男子たち、生理のこと何でも聞いて。医師夫妻の本当に役立つ性教育 「避難所でナプキン配って」「服に血が付いてる子がいたら?」
ナプキン、タンポン、月経カップ…支援物資どう配る?
夫妻は、産業医みさとさん(38)と病理医たかおさん(38)。「アクロストン」のユニット名で、2018年から親子向けの性教育活動を本格的に始めた。「思春期の性と恋愛 子どもたちの頭の中がこんなことになってるなんて!」(主婦の友社)の著書もある。
「震度7の地震が起き、多くの人がこの体育館に避難しています。この紙袋の中の物を必要な人に必要な分だけ配る手伝いを頼まれました。どうしますか?」
昨年7月、東京都内の小学校で5~6年男子約70人を対象に行った講座。8班に分け、生理用品入りの紙袋を渡した。中身は班ごとに違い、ナプキン1袋、タンポン1箱、月経カップ1つのどれかが入っている。2011年の東日本大震災や2016年の熊本地震の避難所で、支援物資の生理用品が適切に配布されなかったこともあり、企画したという。
「こんなに大変なんだ」一生懸命考えて悩むことが大切
男子たちは生理用品の説明書を手がかりに考える。「何でも聞いて」との2人の呼び掛けに、徐々に質問が出始める。「1個いくらするの」「タンポンを入れると痛くないの」「月経カップは再利用できるの」
ナプキンを手にしたある班は「5時間に1度交換するとすれば1日5個必要。生理は5~7日間続くとして必要なのは25~35個」と計算した。男子からは「1回の生理でこんなに必要なんだ」「結構お金がかかるね」と驚きの声が上がった。
みさとさんは「ナプキン交換の頻度は2~3時間に1回がいいとされるが、大切なのは正解を出すことじゃない。分からないことは聞き、一生懸命考えて悩むこと」と話す。
誤解…「セックスすると初経」「コントロールできる」
教育現場では、子どもたちが生理を学ぶ機会は限られている。小学校では初経や精通を、中学校では排卵の仕組みなどを各2時間かけて学ぶが、体の仕組みの話が中心。生理用品の使い方や生理痛などのケアについては、女子のみに教える学校が大多数だ。

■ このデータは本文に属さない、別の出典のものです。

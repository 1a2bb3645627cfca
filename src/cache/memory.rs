//! In-memory coordination store with the same semantics as the Redis
//! implementation. Backs tests and single-process development runs where no
//! Redis is available; TTLs are enforced lazily on access.

use std::collections::HashMap;
use std::sync::Mutex;
use std::time::{Duration, Instant};

use async_trait::async_trait;
use chrono::{DateTime, Utc};

use crate::cache::{CachedUserToken, CoordinationStore, CooldownState, build_key};
use crate::error::CacheError;

#[derive(Debug, Clone)]
struct Entry {
    value: String,
    expires_at: Instant,
}

#[derive(Debug, Clone)]
struct HashEntry {
    fields: HashMap<String, String>,
    expires_at: Instant,
}

#[derive(Default)]
struct Inner {
    strings: HashMap<String, Entry>,
    hashes: HashMap<String, HashEntry>,
}

#[derive(Default)]
pub struct MemoryStore {
    inner: Mutex<Inner>,
}

impl MemoryStore {
    pub fn new() -> Self {
        Self::default()
    }

    fn key(parts: &[&str]) -> String {
        build_key("", parts)
    }

    fn job_lease_key(tenant_id: i64, job_id: i64) -> String {
        Self::key(&["job", "lease", &tenant_id.to_string(), &job_id.to_string()])
    }

    fn scan_lease_key(session_id: i64) -> String {
        Self::key(&["scan", "lease", &session_id.to_string()])
    }

    fn acquire(&self, key: String, owner: &str, ttl: Duration) -> bool {
        let mut inner = self.inner.lock().unwrap();
        let now = Instant::now();
        let live = inner.strings.get(&key).is_some_and(|e| e.expires_at > now);
        if live {
            return false;
        }
        inner.strings.insert(
            key,
            Entry {
                value: owner.to_string(),
                expires_at: now + ttl,
            },
        );
        true
    }

    fn current_owner(&self, key: &str) -> Option<String> {
        let inner = self.inner.lock().unwrap();
        inner
            .strings
            .get(key)
            .filter(|e| e.expires_at > Instant::now())
            .map(|e| e.value.clone())
    }

    fn renew(&self, key: &str, owner: &str, ttl: Duration) -> bool {
        let mut inner = self.inner.lock().unwrap();
        let now = Instant::now();
        match inner.strings.get_mut(key) {
            Some(entry) if entry.expires_at > now && entry.value == owner => {
                entry.expires_at = now + ttl;
                true
            }
            _ => false,
        }
    }

    fn release(&self, key: &str, owner: &str) -> Result<(), CacheError> {
        let mut inner = self.inner.lock().unwrap();
        let now = Instant::now();
        enum Held {
            Absent,
            Deletable,
            ByOther,
        }
        let held = match inner.strings.get(key) {
            None => Held::Absent,
            Some(entry) if entry.expires_at <= now => Held::Deletable,
            Some(entry) if entry.value == owner => Held::Deletable,
            Some(_) => Held::ByOther,
        };
        match held {
            Held::Absent => Ok(()),
            Held::Deletable => {
                inner.strings.remove(key);
                Ok(())
            }
            Held::ByOther => Err(CacheError::LeaseOwnerMismatch),
        }
    }

    fn clear(&self, key: &str) {
        let mut inner = self.inner.lock().unwrap();
        inner.strings.remove(key);
        inner.hashes.remove(key);
    }

    fn hash_set(&self, key: String, fields: Vec<(String, String)>, ttl: Duration) {
        let mut inner = self.inner.lock().unwrap();
        let now = Instant::now();
        let entry = inner.hashes.entry(key).or_insert_with(|| HashEntry {
            fields: HashMap::new(),
            expires_at: now + ttl,
        });
        if entry.expires_at <= now {
            entry.fields.clear();
        }
        entry.expires_at = now + ttl;
        for (name, value) in fields {
            entry.fields.insert(name, value);
        }
    }

    fn hash_get(&self, key: &str) -> HashMap<String, String> {
        let inner = self.inner.lock().unwrap();
        inner
            .hashes
            .get(key)
            .filter(|e| e.expires_at > Instant::now())
            .map(|e| e.fields.clone())
            .unwrap_or_default()
    }
}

たかおさんは「実態を知らないせいで男子が『生理=エロいこと』と誤って結びつけたり冷やかしたりすることで、つらい思いをする女子もいる」と指摘。学ぶ機会が乏しかった男性の中には、「排尿・排便のように生理もタイミングをコントロールできる」「セックスをすると初経が来る」などと誤った認識を持つ人もいるという。
「最低限の知識」を学校で教える時間が必要です
では、どうしたらよいのか。みさとさんは「本当は家庭で小さい頃から、トイレやお風呂で話していくとよい」。ただ、親子関係や家族構成にも左右されるので、最低限の知識を学校で教える時間を設けることが必要という。
おすすめは役割を決めて演じる「ロールプレイング」。例えば「白い服に赤い血が付いている子がいる。どうする?」と設定し、班内で本人役や周りの子役を割り振り対応を考えてもらう。たかおさんは「男女の立場を変えて演じれば、相手の気持ちに配慮するきっかけにもなる」と話す。
約1カ月の周期で、女性の子宮の内側を覆う粘膜がはがれ、血液とともに体外に排出されること。月経ともいう。初めての月経のことを初経(初潮)という。